■ RECORDED INFORMATION ■
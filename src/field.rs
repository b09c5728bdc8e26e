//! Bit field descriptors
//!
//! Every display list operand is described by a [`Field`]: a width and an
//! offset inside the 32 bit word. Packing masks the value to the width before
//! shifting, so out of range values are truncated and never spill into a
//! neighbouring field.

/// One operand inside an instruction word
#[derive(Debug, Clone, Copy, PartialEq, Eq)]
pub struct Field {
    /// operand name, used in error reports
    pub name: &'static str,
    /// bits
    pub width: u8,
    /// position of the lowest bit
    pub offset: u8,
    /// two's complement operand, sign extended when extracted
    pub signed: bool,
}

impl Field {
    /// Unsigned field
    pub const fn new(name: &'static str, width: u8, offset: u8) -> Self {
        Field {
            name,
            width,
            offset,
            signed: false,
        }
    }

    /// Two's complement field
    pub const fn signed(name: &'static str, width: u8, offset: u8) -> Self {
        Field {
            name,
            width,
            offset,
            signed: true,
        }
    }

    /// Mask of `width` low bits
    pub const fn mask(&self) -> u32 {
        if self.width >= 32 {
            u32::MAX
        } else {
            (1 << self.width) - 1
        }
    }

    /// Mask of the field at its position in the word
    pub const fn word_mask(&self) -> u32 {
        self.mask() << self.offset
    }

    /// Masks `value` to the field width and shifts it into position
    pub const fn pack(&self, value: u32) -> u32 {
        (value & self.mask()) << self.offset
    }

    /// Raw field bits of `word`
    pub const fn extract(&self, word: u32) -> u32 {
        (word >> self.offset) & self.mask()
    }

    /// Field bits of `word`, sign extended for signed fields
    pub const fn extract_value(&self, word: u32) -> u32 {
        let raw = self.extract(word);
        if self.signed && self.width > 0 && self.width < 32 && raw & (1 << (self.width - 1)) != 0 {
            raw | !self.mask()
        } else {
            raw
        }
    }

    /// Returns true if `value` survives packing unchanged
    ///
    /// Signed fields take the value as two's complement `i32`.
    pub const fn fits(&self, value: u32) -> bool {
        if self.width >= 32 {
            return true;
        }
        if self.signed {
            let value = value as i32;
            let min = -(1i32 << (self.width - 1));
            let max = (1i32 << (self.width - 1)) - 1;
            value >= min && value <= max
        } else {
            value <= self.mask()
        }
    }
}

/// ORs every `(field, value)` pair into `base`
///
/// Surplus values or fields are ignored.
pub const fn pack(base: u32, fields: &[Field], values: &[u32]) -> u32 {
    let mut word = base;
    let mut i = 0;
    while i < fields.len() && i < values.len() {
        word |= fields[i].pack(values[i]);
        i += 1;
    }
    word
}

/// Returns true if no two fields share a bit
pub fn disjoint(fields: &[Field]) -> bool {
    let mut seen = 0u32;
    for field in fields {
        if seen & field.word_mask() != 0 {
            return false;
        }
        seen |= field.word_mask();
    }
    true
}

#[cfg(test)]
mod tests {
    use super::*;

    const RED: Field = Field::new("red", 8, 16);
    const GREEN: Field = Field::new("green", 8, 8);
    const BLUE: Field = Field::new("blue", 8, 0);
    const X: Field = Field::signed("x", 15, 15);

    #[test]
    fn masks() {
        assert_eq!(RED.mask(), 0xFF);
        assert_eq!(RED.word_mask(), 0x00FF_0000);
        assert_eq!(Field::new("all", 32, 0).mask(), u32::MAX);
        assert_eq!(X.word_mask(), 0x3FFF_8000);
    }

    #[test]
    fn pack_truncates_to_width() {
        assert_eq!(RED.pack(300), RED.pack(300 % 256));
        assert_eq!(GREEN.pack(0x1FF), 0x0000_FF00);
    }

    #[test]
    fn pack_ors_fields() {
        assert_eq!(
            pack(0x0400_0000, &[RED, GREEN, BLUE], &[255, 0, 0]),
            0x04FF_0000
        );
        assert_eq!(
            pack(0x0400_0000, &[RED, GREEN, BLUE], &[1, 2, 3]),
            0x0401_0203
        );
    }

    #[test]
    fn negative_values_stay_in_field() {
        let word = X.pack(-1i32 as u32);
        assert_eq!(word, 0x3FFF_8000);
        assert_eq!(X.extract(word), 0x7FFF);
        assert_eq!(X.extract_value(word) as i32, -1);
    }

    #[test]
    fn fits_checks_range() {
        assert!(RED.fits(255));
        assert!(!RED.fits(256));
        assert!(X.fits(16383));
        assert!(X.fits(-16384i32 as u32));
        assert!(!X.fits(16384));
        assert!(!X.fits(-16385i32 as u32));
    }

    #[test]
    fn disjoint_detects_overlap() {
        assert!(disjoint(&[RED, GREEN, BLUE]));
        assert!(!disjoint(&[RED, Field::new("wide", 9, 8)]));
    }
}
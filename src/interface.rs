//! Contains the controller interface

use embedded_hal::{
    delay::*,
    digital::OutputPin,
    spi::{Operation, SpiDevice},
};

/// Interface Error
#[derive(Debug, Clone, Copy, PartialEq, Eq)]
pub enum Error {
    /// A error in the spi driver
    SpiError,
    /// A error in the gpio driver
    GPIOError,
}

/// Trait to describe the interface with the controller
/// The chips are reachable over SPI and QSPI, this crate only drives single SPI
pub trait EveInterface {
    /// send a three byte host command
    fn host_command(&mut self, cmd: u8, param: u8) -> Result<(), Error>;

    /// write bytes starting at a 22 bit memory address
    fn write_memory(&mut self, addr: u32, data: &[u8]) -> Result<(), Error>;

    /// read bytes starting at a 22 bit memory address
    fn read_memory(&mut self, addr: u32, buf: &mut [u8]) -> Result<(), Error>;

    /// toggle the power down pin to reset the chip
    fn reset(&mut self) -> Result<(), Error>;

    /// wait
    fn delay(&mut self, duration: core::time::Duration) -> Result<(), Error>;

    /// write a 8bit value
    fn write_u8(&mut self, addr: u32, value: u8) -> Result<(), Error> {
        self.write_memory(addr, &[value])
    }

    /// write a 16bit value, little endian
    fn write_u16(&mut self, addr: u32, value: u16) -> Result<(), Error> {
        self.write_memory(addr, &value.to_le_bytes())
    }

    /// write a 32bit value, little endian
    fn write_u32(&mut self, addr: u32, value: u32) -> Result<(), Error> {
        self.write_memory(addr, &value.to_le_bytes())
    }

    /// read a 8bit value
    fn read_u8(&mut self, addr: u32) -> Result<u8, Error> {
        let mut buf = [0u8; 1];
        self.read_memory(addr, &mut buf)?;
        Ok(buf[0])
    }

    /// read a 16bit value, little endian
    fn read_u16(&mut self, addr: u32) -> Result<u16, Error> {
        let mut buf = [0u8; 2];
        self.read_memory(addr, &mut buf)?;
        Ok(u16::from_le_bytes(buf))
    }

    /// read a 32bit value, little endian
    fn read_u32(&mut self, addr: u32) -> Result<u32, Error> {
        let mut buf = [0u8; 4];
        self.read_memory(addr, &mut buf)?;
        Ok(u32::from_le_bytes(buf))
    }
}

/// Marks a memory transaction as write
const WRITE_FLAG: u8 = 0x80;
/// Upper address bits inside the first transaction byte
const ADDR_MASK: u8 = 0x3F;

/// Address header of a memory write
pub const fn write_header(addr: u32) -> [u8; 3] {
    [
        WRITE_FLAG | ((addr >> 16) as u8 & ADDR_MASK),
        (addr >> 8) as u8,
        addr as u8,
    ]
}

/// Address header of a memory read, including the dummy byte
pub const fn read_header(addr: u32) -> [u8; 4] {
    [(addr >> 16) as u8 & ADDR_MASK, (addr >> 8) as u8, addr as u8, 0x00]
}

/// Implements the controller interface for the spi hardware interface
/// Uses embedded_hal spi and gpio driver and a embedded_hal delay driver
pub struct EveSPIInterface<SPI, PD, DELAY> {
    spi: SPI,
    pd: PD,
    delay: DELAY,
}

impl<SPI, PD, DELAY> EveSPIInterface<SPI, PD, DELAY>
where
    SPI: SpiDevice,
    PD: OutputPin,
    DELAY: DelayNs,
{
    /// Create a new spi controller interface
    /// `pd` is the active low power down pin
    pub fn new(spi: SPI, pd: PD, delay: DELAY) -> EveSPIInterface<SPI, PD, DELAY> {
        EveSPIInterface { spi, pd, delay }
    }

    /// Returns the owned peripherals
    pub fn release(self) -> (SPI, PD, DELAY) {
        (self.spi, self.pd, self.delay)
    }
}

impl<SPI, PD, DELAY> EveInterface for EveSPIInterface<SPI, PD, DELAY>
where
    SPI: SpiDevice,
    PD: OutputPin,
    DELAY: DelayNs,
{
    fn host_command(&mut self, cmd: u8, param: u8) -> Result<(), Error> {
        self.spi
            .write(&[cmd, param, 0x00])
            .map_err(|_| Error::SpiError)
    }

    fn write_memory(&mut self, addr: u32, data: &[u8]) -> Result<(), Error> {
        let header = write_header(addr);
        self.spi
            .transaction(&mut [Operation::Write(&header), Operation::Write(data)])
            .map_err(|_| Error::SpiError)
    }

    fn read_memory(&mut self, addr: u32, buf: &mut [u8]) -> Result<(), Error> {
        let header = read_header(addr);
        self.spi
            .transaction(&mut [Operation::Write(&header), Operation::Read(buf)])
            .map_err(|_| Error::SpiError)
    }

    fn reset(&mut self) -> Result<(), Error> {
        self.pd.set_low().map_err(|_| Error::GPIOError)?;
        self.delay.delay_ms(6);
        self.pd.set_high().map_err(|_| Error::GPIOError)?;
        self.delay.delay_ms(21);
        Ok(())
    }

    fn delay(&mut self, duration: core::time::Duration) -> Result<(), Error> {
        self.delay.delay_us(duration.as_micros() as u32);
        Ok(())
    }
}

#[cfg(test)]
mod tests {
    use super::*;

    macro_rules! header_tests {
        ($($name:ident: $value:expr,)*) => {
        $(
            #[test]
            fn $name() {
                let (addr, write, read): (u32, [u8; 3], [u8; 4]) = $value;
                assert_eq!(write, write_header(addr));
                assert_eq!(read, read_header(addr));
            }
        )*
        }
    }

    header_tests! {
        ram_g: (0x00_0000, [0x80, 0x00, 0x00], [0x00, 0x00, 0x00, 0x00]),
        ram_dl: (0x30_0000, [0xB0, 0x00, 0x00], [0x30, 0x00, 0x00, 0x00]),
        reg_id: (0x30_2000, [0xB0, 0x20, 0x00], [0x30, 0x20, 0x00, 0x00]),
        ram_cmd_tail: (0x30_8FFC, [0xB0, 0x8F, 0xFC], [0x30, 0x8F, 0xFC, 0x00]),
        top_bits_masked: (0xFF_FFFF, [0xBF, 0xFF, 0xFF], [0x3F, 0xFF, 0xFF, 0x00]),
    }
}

■ WHAT TO DO ■
Reproduce each line of the material containing the word "core".

■ COMPLETED EXERCISE ■
    fn delay(&mut self, duration: core::time::Duration) -> Result<(), Error>;
    fn delay(&mut self, duration: core::time::Duration) -> Result<(), Error> {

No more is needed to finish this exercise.